Department of Cell Biology and Radiobiology

Determining Omics Spatiotemporal Dimensions Using Exciting New Nanoscopy Techniques to Assess Complex Cell Responses to DNA Damage: PART A-Radiomics

Published: CRITICAL REVIEWS IN EUKARYOTIC GENE EXPRESSION 24, 205-223 Authors: Falk, M., Hausmann, M., Lukasova, E., Biswas, A., Hildenbrand, G., Davidkova, M., Krasavin, E., Kleibl, Z., Falkova, I., Jezkova, L., Stefancikova, L., Sevcik, J., Hofer, M., Bacikova, A., Matula, P., Boreyko, A., Vachelova, J., Michaelidesova, A., Kozubek, S. Year: 2014


Recent ground-breaking developments in Omics have generated new hope for overcoming the complexity and variability of biological systems while simultaneously shedding more light on fundamental radiobiological questions that have remained unanswered for decades. In the era of Omics, our knowledge of how genes and proteins interact in the frame of complex networks to preserve genome integrity has been rapidly expanding. Nevertheless, these functional networks must be observed with strong correspondence to the cell nucleus, which is the main target of ionizing radiation. Nuclear architecture and nuclear processes, including DNA damage responses, are precisely organized in space and time. Information regarding these intricate processes cannot be achieved using high-throughput Omics approaches alone, but requires sophisticated structural probing and imaging.

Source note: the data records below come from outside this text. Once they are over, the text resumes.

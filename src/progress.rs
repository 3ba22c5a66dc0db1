// src/progress.rs
use crate::model::{CheckResult, ListingCheck};

/// Progress reporting for a checking run.
/// Frontends implement this to surface status to users; the console
/// implementation lives in `report::ConsoleProgress`.
pub trait Progress {
    /// Called once the table is loaded, with the number of rows to check.
    fn begin(&mut self, _total: usize) {}

    /// Free-form status line for human eyes.
    fn log(&mut self, _msg: &str) {}

    /// Called after each row is checked, in input order.
    fn item_done(&mut self, _check: &ListingCheck, _result: &CheckResult) {}

    /// Called at the end of a completed run.
    fn finish(&mut self, _summary: &crate::runner::RunSummary) {}
}

/// A no-op progress sink.
pub struct NullProgress;
impl Progress for NullProgress {}
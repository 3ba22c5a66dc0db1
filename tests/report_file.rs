// tests/report_file.rs
//
// Report file writing on its own.
//
use std::fs;

use mint_check::error::CheckError;
use mint_check::model::Failure;
use mint_check::report::write_failures;

mod common;

fn failure(url: &str, reasons: &[&str]) -> Failure {
    Failure { url: url.into(), reasons: reasons.iter().map(|r| r.to_string()).collect() }
}

#[tokio::test]
async fn creates_result_dir_and_writes_lines() {
    let base = common::tmp_dir("report_dir");
    let path = base.join("result").join("cards.csv");
    let fs_ = vec![
        failure("http://x/1", &["Card is not foil", "Card is not Showcase"]),
        failure("http://x/2", &["Wrong URL"]),
    ];

    write_failures(&path, &fs_, ",").await.unwrap();

    let text = fs::read_to_string(&path).unwrap();
    assert_eq!(text, "http://x/1,Card is not foil,Card is not Showcase\nhttp://x/2,Wrong URL");
}

#[tokio::test]
async fn custom_separator_is_used() {
    let base = common::tmp_dir("report_sep");
    let path = base.join("out.txt");
    write_failures(&path, &[failure("u", &["a", "b"])], ";").await.unwrap();
    assert_eq!(fs::read_to_string(&path).unwrap(), "u;a;b");
}

#[tokio::test]
async fn unwritable_target_is_an_output_error() {
    let base = common::tmp_dir("report_blocked");
    // a plain file where the directory should be
    let blocker = base.join("result");
    fs::write(&blocker, "not a dir").unwrap();

    let err = write_failures(&blocker.join("x.csv"), &[], ",").await.unwrap_err();
    assert!(matches!(err, CheckError::Output { .. }));
}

Based on the results obtained from studying the relationship between higher-order chromatin structure, DNA double-strand break induction and repair, and the formation of chromosomal translocations, we show the development of Omics solutions especially for radiation research (radiomics) (discussed in this article) and how confocal microscopy as well as novel approaches of molecular localization nanoscopy fill the gaps to successfully place the Omics data in the context of space and time (discussed in our other article in this issue, "Determining Omics Spatiotemporal Dimensions Using Exciting New Nanoscopy Techniques to Assess Complex Cell Responses to DNA Damage: Part B-Structuromics"). Finally, we introduce a novel method of specific chromatin nanotargeting and speculate future perspectives, which may combine nanoprobing and structural nanoscopy to observe structure-function correlations in living cells in real time. Thus, the Omics networks obtained from function analyses may be enriched by real-time visualization of Structuromics.